2013-11-13 Thread Allen Wirfs-Brock

On Nov 13, 2013, at 7:58 AM, David Bruant wrote:

 ...
 The browser has window.onerror for historical reasons, Node.js introduced 
 Domains and Domain#intercept [1] for that reason IIUC.
 Isn't it the sign that ECMAScript should have this feature built-in?
 A global sink has something absurd to it, what about adding an error sink 
 feature to module loaders? cc'ing ES6 Module folks

Uncaught exception handling doesn't seem like something that is naturally 
associated with a module loader or a Realm as a call stacks can wind through 
function objects that originated from many different Realms.  It actually seems 
like something that would more naturally be associated with a turn.  Perhaps 
anything that explicitly schedules a microtask should have the ability to 
associate an unhandled exception handler with it.  Or, alternatively consider 
that every turn must begin by calling a function, so perhaps such a handler 
could just be represented as a function property.

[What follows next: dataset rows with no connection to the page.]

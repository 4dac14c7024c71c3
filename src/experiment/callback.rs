//! Four-callback document protocol.
//!
//! Anything that consumes a run's documents implements [`DocumentCallback`].
//! Streams that re-emit derived documents are callbacks themselves, so
//! consumers can be chained arbitrarily.

use parking_lot::Mutex;
use std::collections::HashMap;
use std::sync::Arc;

use super::document::{DescriptorDoc, Document, EventDoc, StartDoc, StopDoc};
use crate::error::PlanResult;

/// Consumer of run documents.
///
/// Every method defaults to a no-op so implementors only override what they use.
pub trait DocumentCallback {
    /// A run started.
    fn start(&mut self, _doc: &StartDoc) -> PlanResult<()> {
        Ok(())
    }

    /// A stream schema was declared.
    fn descriptor(&mut self, _doc: &DescriptorDoc) -> PlanResult<()> {
        Ok(())
    }

    /// One bundle of readings arrived.
    fn event(&mut self, _doc: &EventDoc) -> PlanResult<()> {
        Ok(())
    }

    /// The run ended.
    fn stop(&mut self, _doc: &StopDoc) -> PlanResult<()> {
        Ok(())
    }

    /// Route a document to the matching callback.
    fn dispatch(&mut self, doc: &Document) -> PlanResult<()> {
        match doc {
            Document::Start(d) => self.start(d),
            Document::Descriptor(d) => self.descriptor(d),
            Document::Event(d) => self.event(d),
            Document::Stop(d) => self.stop(d),
        }
    }
}

/// Shared callbacks, so a caller can keep a handle to a subscriber.
impl<T: DocumentCallback + ?Sized> DocumentCallback for Arc<Mutex<T>> {
    fn start(&mut self, doc: &StartDoc) -> PlanResult<()> {
        self.lock().start(doc)
    }

    fn descriptor(&mut self, doc: &DescriptorDoc) -> PlanResult<()> {
        self.lock().descriptor(doc)
    }

    fn event(&mut self, doc: &EventDoc) -> PlanResult<()> {
        self.lock().event(doc)
    }

    fn stop(&mut self, doc: &StopDoc) -> PlanResult<()> {
        self.lock().stop(doc)
    }
}

/// Records every document it receives, grouped by kind.
#[derive(Debug, Default, Clone)]
pub struct DocumentCollector {
    /// Start documents in arrival order
    pub starts: Vec<StartDoc>,
    /// Descriptor documents in arrival order
    pub descriptors: Vec<DescriptorDoc>,
    /// Event documents in arrival order
    pub events: Vec<EventDoc>,
    /// Stop documents in arrival order
    pub stops: Vec<StopDoc>,
}

impl DocumentCollector {
    /// Empty collector.
    pub fn new() -> Self {
        Self::default()
    }

    /// A collector behind `Arc<Mutex<_>>`, ready to subscribe.
    pub fn shared() -> Arc<Mutex<Self>> {
        Arc::new(Mutex::new(Self::new()))
    }

    /// Events belonging to the stream with this name.
    pub fn events_for(&self, stream: &str) -> Vec<&EventDoc> {
        let uids: Vec<&str> = self
            .descriptors
            .iter()
            .filter(|d| d.name == stream)
            .map(|d| d.uid.as_str())
            .collect();
        self.events
            .iter()
            .filter(|e| uids.contains(&e.descriptor_uid.as_str()))
            .collect()
    }
}

impl DocumentCallback for DocumentCollector {
    fn start(&mut self, doc: &StartDoc) -> PlanResult<()> {
        self.starts.push(doc.clone());
        Ok(())
    }

    fn descriptor(&mut self, doc: &DescriptorDoc) -> PlanResult<()> {
        self.descriptors.push(doc.clone());
        Ok(())
    }

    fn event(&mut self, doc: &EventDoc) -> PlanResult<()> {
        self.events.push(doc.clone());
        Ok(())
    }

    fn stop(&mut self, doc: &StopDoc) -> PlanResult<()> {
        self.stops.push(doc.clone());
        Ok(())
    }
}

/// Counts documents by kind.
#[derive(Debug, Default, Clone)]
pub struct CallbackCounter {
    counts: HashMap<&'static str, usize>,
}

impl CallbackCounter {
    /// Zeroed counter.
    pub fn new() -> Self {
        Self::default()
    }

    /// Number of documents of `kind` ("start", "descriptor", "event", "stop").
    pub fn count(&self, kind: &str) -> usize {
        self.counts.get(kind).copied().unwrap_or(0)
    }

    fn bump(&mut self, kind: &'static str) -> PlanResult<()> {
        *self.counts.entry(kind).or_insert(0) += 1;
        Ok(())
    }
}

impl DocumentCallback for CallbackCounter {
    fn start(&mut self, _doc: &StartDoc) -> PlanResult<()> {
        self.bump("start")
    }

    fn descriptor(&mut self, _doc: &DescriptorDoc) -> PlanResult<()> {
        self.bump("descriptor")
    }

    fn event(&mut self, _doc: &EventDoc) -> PlanResult<()> {
        self.bump("event")
    }

    fn stop(&mut self, _doc: &StopDoc) -> PlanResult<()> {
        self.bump("stop")
    }
}

#[cfg(test)]
mod tests {
    use super::*;

    #[test]
    fn test_dispatch_routes_by_kind() {
        let start = StartDoc::new("count", "count");
        let desc = DescriptorDoc::new(&start.uid, "primary");
        let event = EventDoc::new(&start.uid, &desc.uid, 1);
        let stop = StopDoc::success(&start.uid);

        let mut counter = CallbackCounter::new();
        for doc in [
            Document::Start(start),
            Document::Descriptor(desc),
            Document::Event(event.clone()),
            Document::Event(event),
            Document::Stop(stop),
        ] {
            counter.dispatch(&doc).unwrap();
        }

        assert_eq!(counter.count("start"), 1);
        assert_eq!(counter.count("descriptor"), 1);
        assert_eq!(counter.count("event"), 2);
        assert_eq!(counter.count("stop"), 1);
    }

    #[test]
    fn test_collector_filters_by_stream() {
        let start = StartDoc::new("count", "count");
        let primary = DescriptorDoc::new(&start.uid, "primary");
        let baseline = DescriptorDoc::new(&start.uid, "baseline");

        let shared = DocumentCollector::shared();
        let mut handle = shared.clone();
        handle.descriptor(&primary).unwrap();
        handle.descriptor(&baseline).unwrap();
        handle.event(&EventDoc::new(&start.uid, &primary.uid, 1)).unwrap();
        handle.event(&EventDoc::new(&start.uid, &baseline.uid, 1)).unwrap();
        handle.event(&EventDoc::new(&start.uid, &primary.uid, 2)).unwrap();

        let collector = shared.lock();
        assert_eq!(collector.events_for("primary").len(), 2);
        assert_eq!(collector.events_for("baseline").len(), 1);
    }
}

Engine uncaught handling would get the 'uncaughtException' property of the base 
function of the current stack.  The implementation of 'uncaughtException' in 
Function.prototype would be a primitive that aborts the turn.  Any function 
that might be used as a base functioin could over-ride 'uncaughtException' to 
do its own handling and perhaps finishing by doing a super call to the default. 

 
 Ideally, the ECMAScript error sink would handled both uncaught thrown errors 
 and unhandled promise errors.

At least at the implementation level, unhandled promise error seem very 
different from unhandled exceptions.  In fact, such an promise error may well 
represent a handled exception.   I wonder, if a time-out model might not be a 
better one for dealing with the promises case.